* _TASK OBJECTIVE_
I'd like an exact copy of every line from the start of the entries below through the line containing "pub struct FlatIndex", please.
────────
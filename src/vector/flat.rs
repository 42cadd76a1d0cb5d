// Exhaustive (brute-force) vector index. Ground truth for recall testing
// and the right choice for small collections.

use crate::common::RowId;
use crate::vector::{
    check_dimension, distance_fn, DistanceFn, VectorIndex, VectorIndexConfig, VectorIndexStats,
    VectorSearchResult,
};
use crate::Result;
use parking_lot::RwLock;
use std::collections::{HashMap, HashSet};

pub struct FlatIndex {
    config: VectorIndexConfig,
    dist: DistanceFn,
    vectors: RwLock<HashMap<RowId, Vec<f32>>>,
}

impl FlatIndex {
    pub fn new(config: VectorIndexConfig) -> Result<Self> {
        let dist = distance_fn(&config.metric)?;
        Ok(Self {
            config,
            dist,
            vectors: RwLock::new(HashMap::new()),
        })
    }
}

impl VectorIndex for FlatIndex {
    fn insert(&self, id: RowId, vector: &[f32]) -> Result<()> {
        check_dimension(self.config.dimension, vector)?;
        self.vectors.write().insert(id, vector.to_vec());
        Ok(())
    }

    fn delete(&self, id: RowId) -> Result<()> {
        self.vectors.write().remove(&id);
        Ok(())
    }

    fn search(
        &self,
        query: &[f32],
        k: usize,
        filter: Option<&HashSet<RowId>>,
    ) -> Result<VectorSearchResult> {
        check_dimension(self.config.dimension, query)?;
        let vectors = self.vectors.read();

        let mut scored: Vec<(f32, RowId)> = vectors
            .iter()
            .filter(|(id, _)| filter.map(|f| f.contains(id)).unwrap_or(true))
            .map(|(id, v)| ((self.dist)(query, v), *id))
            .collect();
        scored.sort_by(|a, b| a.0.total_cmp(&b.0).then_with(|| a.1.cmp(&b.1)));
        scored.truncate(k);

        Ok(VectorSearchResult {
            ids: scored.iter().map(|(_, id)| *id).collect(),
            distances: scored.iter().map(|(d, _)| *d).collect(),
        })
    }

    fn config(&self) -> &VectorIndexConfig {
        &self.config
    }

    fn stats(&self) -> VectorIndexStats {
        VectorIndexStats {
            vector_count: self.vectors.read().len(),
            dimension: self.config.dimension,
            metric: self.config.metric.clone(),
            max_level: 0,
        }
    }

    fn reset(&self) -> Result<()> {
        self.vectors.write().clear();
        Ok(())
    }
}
────────
* _YOUR RESPONSE_
filename src/vector/flat.rs
repository 42cadd76a1d0cb5d
// Exhaustive (brute-force) vector index. Ground truth for recall testing
// and the right choice for small collections.

use crate::common::RowId;
use crate::vector::{
    check_dimension, distance_fn, DistanceFn, VectorIndex, VectorIndexConfig, VectorIndexStats,
    VectorSearchResult,
};
use crate::Result;
use parking_lot::RwLock;
use std::collections::{HashMap, HashSet};

pub struct FlatIndex {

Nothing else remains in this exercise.